Тем не менее Юлия Данзас продолжала участвовать в защите петроградских русских католиков. Ее двойник в «Наедине с собой» напоминает ей о ее выступлениях на собраниях, где она «страстно защищала христианство против разных „товарищей“» (с. 109).
Фёдоров, Цепляк, Будкевич или Жан-Батист Амудрю (кюре церкви Нотр-Дам-де-Франс в Ковенском переулке с 1908 по 1935 г., когда его выслали из СССР после того, как епископ Невё втайне рукоположил его епископом) неоднократно протестовали против конфискации ценных предметов или закрытия церквей: часовня на Бармалеевой улице была опечатана 25 ноября 1922 г., но благодаря скрытой за шкафом двери, ведущей в квартиру о. Дейбнера, прихожанам удалось спрятать предметы культа. С тех пор «кафедральным собором Российского экзарха» служила комната в квартире Юлии, а алтарь был заставлен ширмой[59]. Мессу там совершали ежедневно, вплоть до ареста о. Леонида в начале марта 1923 года. Четыре раза Юлия ходила в тюрьму его навещать, она также написала письмо в Центральный исполнительный комитет (ВЦИК), подписанное четырьмя другими католиками, с ходатайством за о. Леонида[60]. Часовня была окончательно опечатана 5 июня 1923 года. Мебель и церковный инвентарь (73 предмета) были конфискованы в присутствии Юлии Данзас, Капитолины Подливахиной, о. Дейбнера и его сына, а комната вновь стала жилой[61]. Эта кара была направлена на то, чтобы сломить русскую католическую общину, которая находилась на подъеме: в 1923 г. «ее пополнила целая группа представителей интеллигенции, начал функционировать богословский кружок, расширилась благотворительная помощь и т. д. Вся эта деятельность была прервана карательными органами»[62].

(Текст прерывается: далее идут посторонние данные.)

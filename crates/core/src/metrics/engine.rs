//! The metric-derivation engine.

use chrono::NaiveDate;
use rust_decimal::Decimal;

use super::calendar;
use super::category::LogicalCategory;
use super::quota::DailyQuota;
use super::types::{DashboardSnapshot, MetricResult, SaleRecord, TargetRecord};

/// Stateless service deriving per-category sales metrics.
pub struct DashboardService;

impl DashboardService {
    /// Derives the fixed five-entry metric sequence for one store and period.
    ///
    /// Pure and re-entrant: every input arrives in the snapshot, `today` is
    /// an explicit calendar date in the caller's reporting time zone, and
    /// the engine never queries or raises. Missing record sets degrade to
    /// zero amounts; unrecognized raw category codes are dropped from every
    /// aggregation.
    #[must_use]
    pub fn derive_metrics(snapshot: &DashboardSnapshot, today: NaiveDate) -> Vec<MetricResult> {
        // The provider may return several target rows for one (store,
        // period); only the first is used, in provider order.
        let target_record = snapshot.targets.first();

        let remaining_days =
            calendar::remaining_days(today, snapshot.period.end_date, &snapshot.store.region);

        LogicalCategory::ALL
            .into_iter()
            .map(|category| {
                let target = Self::target_amount(target_record, category);
                let sold_period = Self::sum_for(&snapshot.sales_period, category);
                let sold_to_yesterday = Self::sum_for(&snapshot.sales_to_yesterday, category);
                let sold_today = Self::sum_for(&snapshot.sales_today, category);

                let quota =
                    DailyQuota::derive(target, sold_to_yesterday, sold_today, remaining_days);

                MetricResult {
                    category,
                    sold_today,
                    sold_period,
                    target,
                    daily_target: quota.daily_target,
                    shortfall_today: quota.shortfall_today,
                    remaining_days,
                    status: quota.status,
                }
            })
            .collect()
    }

    /// Target amount for one category.
    ///
    /// General takes the record's overall target figure; the other
    /// categories take the first target line whose raw code reconciles to
    /// them. A missing record or line degrades to zero.
    fn target_amount(record: Option<&TargetRecord>, category: LogicalCategory) -> Decimal {
        let Some(record) = record else {
            return Decimal::ZERO;
        };

        if category == LogicalCategory::General {
            return record.total_target;
        }

        record
            .categories
            .iter()
            .find(|line| category.matches(&line.category))
            .map_or(Decimal::ZERO, |line| line.amount)
    }

    /// Sums the amounts of the sales whose raw code reconciles to the category.
    fn sum_for(sales: &[SaleRecord], category: LogicalCategory) -> Decimal {
        sales
            .iter()
            .filter(|sale| category.matches(&sale.category))
            .map(|sale| sale.amount)
            .sum()
    }
}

Репрессии также обрушились на московскую общину сестер Третьего доминиканского ордена, руководимую сестрой Екатериной Сиенской (Анна Ивановна Абрикосова[63]), отношения с которой у Юлии были далеко не безоблачные. Нам известно об этих отношениях только из статей доминиканца Амброзиуса К. Эшера, который основывается на воспоминаниях Юлии Данзас[64] (которую Эшер странно называет «сестра Истина») и о. Дмитрия Кузьмина-Караваева (см. главу VII), местонахождение которого в настоящее время не известно. Между июнем 1923 г. и началом 1924 г. Юлия четыре раза на короткое время приходила в общину А. Абрикосовой, насчитывавшую 25 сестер (из них 13 полек), расположившуюся в пятикомнатной квартире, где служили литургию по славянскому обряду с некоторыми латинскими элементами. Критика Юлии, с согласия настоятельницы, имевшей доступ к личным дневникам сестер, относилась к деспотическому характеру А. Абрикосовой (что подтверждал епископ Шептицкий), отсутствию платков на головах[65], «ненависти» к Православной церкви (опровергаемой Д. Кузьминым-Караваевым) и вообще «сектантской обособленности». Интересно отметить, что Юлия, сама пережившая мгновения мистического экстаза (см. «Неизреченное»)*, подвергает сомнению пережитые одной из сестер экстазы, приписывая их состояние костному воспалению и напоминая о предостережениях святой Терезы Авильской молодым монахиням. Юлия относится с сочувствием к сестрам, духовно подчиненным своей матушке и ею эксплуатируемым или больным. А в письмах сестры Екатерины (Абрикосовой) не содержится никакого осуждения Юлии[66]. А. Эшер объясняет неприязнь Юлии к московским сестрам ее трудным, «шероховатым» характером и высокой культурой[67]. Может быть, о них и пишет Юлия в автобиографии 1932 (?) года:
«Двухлетнее общение с „восточниками“ [католиками славянского обряда] принесло ей полное разочарование в них и в их будущности. С весны 1923 г<ода> она окончательно порвала с ними, была даже во враждебных отношениях с ними и осталась просто католичкой-латинкой, какой и должна была быть по рождению» (Грачёва. С. 157).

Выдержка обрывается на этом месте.